◆ PROBLEM TO WORK ON:
Every line below between the line holding "exceeded deadline of" and the line holding "other than not-found.", inclusive, should be repeated exactly, and all other lines omitted.

*** TASK MATERIAL ***

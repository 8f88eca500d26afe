//! Errors from L2 operations.

use thiserror::Error;
use vericache_circuitbreaker::TierUnavailable;

/// Errors from [`crate::adapter::L2Adapter`] operations.
#[derive(Debug, Error)]
pub enum L2Error {
    /// The key was not present in the remote store. Not a breaker-tripping
    /// failure.
    #[error("key not found")]
    NotFound,

    /// The call did not complete within the configured deadline.
    #[error("call exceeded deadline of {deadline_ms}ms")]
    Timeout {
        /// The deadline that was exceeded.
        deadline_ms: u64,
    },

    /// The circuit breaker rejected the call.
    #[error(transparent)]
    Breaker(#[from] TierUnavailable),

    /// The remote backend returned an error other than not-found.
    #[error("backend error: {0}")]
    Backend(String),
}

impl L2Error {
    /// Returns true if the caller should treat this the same as a miss
    /// (i.e. anything other than a genuine backend/breaker failure that
    /// should bump the breaker).
    pub fn is_not_found(&self) -> bool {
        matches!(self, L2Error::NotFound)
    }

    /// Returns true if this error should count against the circuit breaker.
    pub fn trips_breaker(&self) -> bool {
        !matches!(self, L2Error::NotFound | L2Error::Breaker(_))
    }
}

*** End of TASK MATERIAL ***

◆ RESPONSE:
    #[error("call exceeded deadline of {deadline_ms}ms")]
    Timeout {
        /// The deadline that was exceeded.
        deadline_ms: u64,
    },

    /// The circuit breaker rejected the call.
    #[error(transparent)]
    Breaker(#[from] TierUnavailable),

    /// The remote backend returned an error other than not-found.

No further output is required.